▶ [Brief]
Read the records below and report each line in which "directory" occurs.

[Stored items]
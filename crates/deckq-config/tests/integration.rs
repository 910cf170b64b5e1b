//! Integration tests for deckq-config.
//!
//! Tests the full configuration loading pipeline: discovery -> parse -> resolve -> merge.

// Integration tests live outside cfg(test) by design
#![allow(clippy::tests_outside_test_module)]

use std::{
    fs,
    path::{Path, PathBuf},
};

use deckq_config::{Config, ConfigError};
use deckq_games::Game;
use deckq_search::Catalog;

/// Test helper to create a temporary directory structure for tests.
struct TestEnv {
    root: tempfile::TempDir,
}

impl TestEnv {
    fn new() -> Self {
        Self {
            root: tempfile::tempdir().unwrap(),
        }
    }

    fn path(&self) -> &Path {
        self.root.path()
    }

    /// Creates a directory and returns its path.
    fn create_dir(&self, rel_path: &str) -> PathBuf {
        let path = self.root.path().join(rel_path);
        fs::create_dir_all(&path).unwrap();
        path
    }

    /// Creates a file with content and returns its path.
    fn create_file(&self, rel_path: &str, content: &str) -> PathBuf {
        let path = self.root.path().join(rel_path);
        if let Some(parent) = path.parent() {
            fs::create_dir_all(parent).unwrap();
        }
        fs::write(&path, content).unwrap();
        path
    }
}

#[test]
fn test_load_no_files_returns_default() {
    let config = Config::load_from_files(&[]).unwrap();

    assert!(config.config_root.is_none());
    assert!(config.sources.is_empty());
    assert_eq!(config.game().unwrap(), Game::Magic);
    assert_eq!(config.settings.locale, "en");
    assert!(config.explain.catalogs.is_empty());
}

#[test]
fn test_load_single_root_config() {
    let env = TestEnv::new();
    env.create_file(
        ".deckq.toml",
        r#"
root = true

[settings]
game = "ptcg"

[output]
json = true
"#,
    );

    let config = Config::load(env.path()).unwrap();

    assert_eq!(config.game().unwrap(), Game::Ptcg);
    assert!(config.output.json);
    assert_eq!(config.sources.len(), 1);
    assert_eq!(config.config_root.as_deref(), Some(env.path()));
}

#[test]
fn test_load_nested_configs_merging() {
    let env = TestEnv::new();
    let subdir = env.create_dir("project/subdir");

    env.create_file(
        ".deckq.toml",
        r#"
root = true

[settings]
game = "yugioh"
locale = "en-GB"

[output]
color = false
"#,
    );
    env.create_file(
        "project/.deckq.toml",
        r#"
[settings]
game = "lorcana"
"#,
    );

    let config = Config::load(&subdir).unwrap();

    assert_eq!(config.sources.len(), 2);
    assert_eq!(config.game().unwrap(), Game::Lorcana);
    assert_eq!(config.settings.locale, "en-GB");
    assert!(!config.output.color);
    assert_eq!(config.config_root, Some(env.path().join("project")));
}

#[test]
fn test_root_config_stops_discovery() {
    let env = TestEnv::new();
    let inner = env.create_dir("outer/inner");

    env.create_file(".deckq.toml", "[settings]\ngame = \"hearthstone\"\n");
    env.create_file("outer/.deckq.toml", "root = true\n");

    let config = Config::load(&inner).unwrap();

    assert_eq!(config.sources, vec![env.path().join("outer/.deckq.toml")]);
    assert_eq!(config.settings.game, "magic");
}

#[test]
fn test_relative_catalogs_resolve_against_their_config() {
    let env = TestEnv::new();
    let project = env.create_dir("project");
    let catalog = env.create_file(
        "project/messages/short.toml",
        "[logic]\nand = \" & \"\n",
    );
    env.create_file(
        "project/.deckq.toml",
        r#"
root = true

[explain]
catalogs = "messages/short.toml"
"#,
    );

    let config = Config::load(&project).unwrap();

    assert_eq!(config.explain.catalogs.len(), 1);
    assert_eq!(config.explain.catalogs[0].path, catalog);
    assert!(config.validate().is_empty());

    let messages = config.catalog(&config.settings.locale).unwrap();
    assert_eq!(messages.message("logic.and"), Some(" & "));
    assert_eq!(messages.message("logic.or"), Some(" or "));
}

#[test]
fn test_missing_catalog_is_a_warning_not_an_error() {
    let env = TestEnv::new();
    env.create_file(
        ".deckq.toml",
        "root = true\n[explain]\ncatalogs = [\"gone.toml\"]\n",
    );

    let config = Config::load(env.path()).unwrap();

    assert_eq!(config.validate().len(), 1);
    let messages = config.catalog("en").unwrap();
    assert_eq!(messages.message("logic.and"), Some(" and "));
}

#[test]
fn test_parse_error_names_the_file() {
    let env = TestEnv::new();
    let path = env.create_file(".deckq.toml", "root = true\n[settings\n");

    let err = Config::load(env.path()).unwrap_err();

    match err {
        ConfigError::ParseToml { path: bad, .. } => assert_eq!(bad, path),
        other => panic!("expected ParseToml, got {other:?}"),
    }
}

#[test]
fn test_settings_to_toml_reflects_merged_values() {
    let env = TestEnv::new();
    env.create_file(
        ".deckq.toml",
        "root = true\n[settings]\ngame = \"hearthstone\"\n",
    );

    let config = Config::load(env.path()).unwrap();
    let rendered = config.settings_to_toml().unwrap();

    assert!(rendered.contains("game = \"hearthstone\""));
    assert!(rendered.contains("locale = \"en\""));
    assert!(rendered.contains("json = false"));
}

==

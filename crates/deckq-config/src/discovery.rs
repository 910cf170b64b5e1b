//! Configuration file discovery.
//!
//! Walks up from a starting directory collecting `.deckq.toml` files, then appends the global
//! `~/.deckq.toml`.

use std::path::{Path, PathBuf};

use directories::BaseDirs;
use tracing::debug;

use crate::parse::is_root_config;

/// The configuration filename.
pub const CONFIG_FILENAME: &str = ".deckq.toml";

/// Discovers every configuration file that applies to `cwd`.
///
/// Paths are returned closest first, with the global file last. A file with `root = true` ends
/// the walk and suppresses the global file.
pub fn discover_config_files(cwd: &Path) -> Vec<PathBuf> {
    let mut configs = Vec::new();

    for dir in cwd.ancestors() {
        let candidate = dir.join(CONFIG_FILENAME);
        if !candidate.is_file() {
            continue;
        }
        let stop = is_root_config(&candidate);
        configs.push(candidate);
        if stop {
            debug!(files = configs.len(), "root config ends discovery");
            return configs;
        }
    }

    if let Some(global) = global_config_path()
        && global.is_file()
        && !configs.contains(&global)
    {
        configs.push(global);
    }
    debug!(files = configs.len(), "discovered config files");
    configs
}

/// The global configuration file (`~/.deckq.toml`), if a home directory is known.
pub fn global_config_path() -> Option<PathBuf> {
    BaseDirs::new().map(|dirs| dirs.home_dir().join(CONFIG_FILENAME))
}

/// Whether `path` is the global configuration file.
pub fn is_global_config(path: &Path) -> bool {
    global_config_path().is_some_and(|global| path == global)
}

▶ [Solution]
/// Test helper to create a temporary directory structure for tests.
    /// Creates a directory and returns its path.
//! Walks up from a starting directory collecting `.deckq.toml` files, then appends the global
/// The global configuration file (`~/.deckq.toml`), if a home directory is known.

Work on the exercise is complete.